Professor of the year takes the sting out of statistics


DANIEL McCABE | Some people can juggle chainsaws. Some people can lie on a bed of nails without wincing. What Rhonda Amsel does might strike some as even more remarkable. She can take a classroom filled with students who would rather be almost anywhere else and help them conquer statistics.

That's one of the reasons why Amsel recently won one of the country's top prizes for teaching. This summer she became McGill's first teacher to win the Canadian Professor of the Year Award offered jointly by the Council for the Advancement and Support of Education, the Canadian Council for the Advancement of Education and Merck Frosst. In 1991, Amsel won the Leo Yaffe Award for Excellence in Teaching in the Faculty of Science.

Pretty impressive stuff for a woman who never dreamed that she would be teaching university students in the first place.

"I didn't see myself as a people person at all," recalls Amsel. "I saw myself as this quiet, shy woman who would spend her working days in a small office looking at a computer screen."

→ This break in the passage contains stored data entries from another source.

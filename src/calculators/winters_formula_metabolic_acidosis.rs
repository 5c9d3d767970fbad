//! Winters' formula for metabolic acidosis compensation
//!
//! Expected pCO2 = 1.5 × HCO3 + 8, ± 2 mmHg. When a measured pCO2 is
//! supplied it is compared against that window.

use serde::{Deserialize, Serialize};
use serde_json::json;
use validator::Validate;

use crate::core::{round_to, Calculator};
use crate::error::CalcError;
use crate::models::{ScoreMetadata, ScoreResult};

const BICARBONATE_COEFFICIENT: f64 = 1.5;
const OFFSET: f64 = 8.0;
const TOLERANCE: f64 = 2.0;

#[derive(Debug, Clone, Serialize, Deserialize, Validate)]
pub struct WintersFormulaRequest {
    /// mEq/L
    #[validate(range(min = 5.0, max = 35.0))]
    pub bicarbonate: f64,
    /// mmHg
    #[serde(default, skip_serializing_if = "Option::is_none")]
    #[validate(range(min = 10.0, max = 80.0))]
    pub measured_pco2: Option<f64>,
}

fn acidosis_severity(bicarbonate: f64) -> &'static str {
    if bicarbonate >= 18.0 {
        "Mild metabolic acidosis"
    } else if bicarbonate >= 12.0 {
        "Moderate metabolic acidosis"
    } else if bicarbonate >= 10.0 {
        "Severe metabolic acidosis"
    } else {
        "Life-threatening metabolic acidosis"
    }
}

pub struct WintersFormula;

impl Calculator for WintersFormula {
    const ID: &'static str = "winters_formula_metabolic_acidosis";
    type Params = WintersFormulaRequest;

    fn metadata() -> ScoreMetadata {
        ScoreMetadata {
            title: "Winters' Formula for Metabolic Acidosis Compensation",
            description: "Calculates the expected pCO2 for respiratory compensation of metabolic acidosis",
            category: "pulmonology",
            version: None,
            references: &[
                "Albert MS, Dell RB, Winters RW. Quantitative displacement of acid-base equilibrium in metabolic acidosis. Ann Intern Med. 1967;66(2):312-22.",
            ],
        }
    }

    fn example() -> WintersFormulaRequest {
        WintersFormulaRequest { bicarbonate: 12.0, measured_pco2: Some(28.0) }
    }

    fn calculate(params: &WintersFormulaRequest) -> Result<ScoreResult, CalcError> {
        let expected = BICARBONATE_COEFFICIENT * params.bicarbonate + OFFSET;
        let lower = round_to(expected - TOLERANCE, 1);
        let upper = round_to(expected + TOLERANCE, 1);
        let expected = round_to(expected, 1);

        let (stage, description, interpretation, analysis) = match params.measured_pco2 {
            None => (
                "Expected Compensation",
                "Calculated expected respiratory compensation",
                format!(
                    "For a bicarbonate of {} mEq/L the expected pCO₂ is {:.1} mmHg (range {:.1}-{:.1} mmHg) \
                     if respiratory compensation is appropriate. Obtain an arterial blood gas to assess compensation.",
                    params.bicarbonate, expected, lower, upper
                ),
                json!(null),
            ),
            Some(measured) => {
                let difference = round_to(measured - expected, 1);
                let (stage, description, finding) = if difference < -TOLERANCE {
                    (
                        "Overcompensation",
                        "Respiratory overcompensation",
                        "suggesting a concurrent primary respiratory alkalosis or mixed disorder",
                    )
                } else if difference > TOLERANCE {
                    (
                        "Undercompensation",
                        "Inadequate respiratory compensation",
                        "suggesting a concurrent primary respiratory acidosis or respiratory fatigue",
                    )
                } else {
                    (
                        "Appropriate Compensation",
                        "Expected respiratory compensation",
                        "consistent with appropriate respiratory compensation",
                    )
                };
                (
                    stage,
                    description,
                    format!(
                        "Measured pCO₂ {} mmHg against an expected {:.1} mmHg (range {:.1}-{:.1} mmHg), {}.",
                        measured, expected, lower, upper, finding
                    ),
                    json!({ "measured_pco2": measured, "difference": difference }),
                )
            }
        };

        Ok(ScoreResult::new(expected, "mmHg", interpretation, stage, description)
            .with("expected_range", json!({ "lower": lower, "upper": upper }))
            .with("compensation_analysis", analysis)
            .with("acidosis_severity", json!(acidosis_severity(params.bicarbonate))))
    }
}

#[cfg(test)]
mod tests {
    use super::*;
    use crate::core::run_typed;
    use crate::models::ScoreValue;

    fn winters(bicarbonate: f64, measured_pco2: Option<f64>) -> ScoreResult {
        run_typed::<WintersFormula>(&WintersFormulaRequest { bicarbonate, measured_pco2 }).unwrap()
    }

    #[test]
    fn test_expected_only() {
        let result = winters(12.0, None);
        assert_eq!(result.result, ScoreValue::Decimal(26.0));
        assert_eq!(result.stage, "Expected Compensation");
        assert_eq!(result.extra["expected_range"], json!({ "lower": 24.0, "upper": 28.0 }));
        assert!(result.extra["compensation_analysis"].is_null());
    }

    #[test]
    fn test_tolerance_window_is_inclusive() {
        assert_eq!(winters(12.0, Some(28.0)).stage, "Appropriate Compensation");
        assert_eq!(winters(12.0, Some(24.0)).stage, "Appropriate Compensation");
    }

    #[test]
    fn test_outside_window() {
        assert_eq!(winters(12.0, Some(20.0)).stage, "Overcompensation");
        assert_eq!(winters(12.0, Some(32.0)).stage, "Undercompensation");
    }

    #[test]
    fn test_measured_out_of_range_rejected() {
        let outcome = run_typed::<WintersFormula>(&WintersFormulaRequest { bicarbonate: 12.0, measured_pco2: Some(5.0) });
        assert!(matches!(outcome, Err(CalcError::Validation(_))));
    }
}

The youthful Amsel has worked at McGill for more than 25 years. While completing a master's degree in computer science, she joined the University as a computer programmer/technician at the Montreal Neurological Institute where she worked on a brain-mapping project. She moved to the Department of Psychology and continued to work as a computer specialist.

Students in the department struck up conversations with Amsel and soon noticed that not only was she blessed with a brain adept at statistics (her master's thesis related to statistical analysis), she also had a natural ability to explain difficult concepts in a clear, palatable manner.

Word spread through the department and Amsel's office quickly became a haven for graduate students with math woes.

"It wasn't my primary job," says Amsel of her former role as unofficial statistics coach, "but I was told that as long as it didn't get in the way of my work, the department was happy for me to do it as much as I wanted."

Taking notice of Amsel's popularity, a professor asked her to help him teach a graduate seminar. "I thought, 'Why not?' The seminar was small and I wouldn't be the only one up there teaching."

The seminar went well and shortly after, the department lost some faculty members who taught statistics. The chair of the department turned to Amsel. Would she be interested in taking on the introductory statistics course?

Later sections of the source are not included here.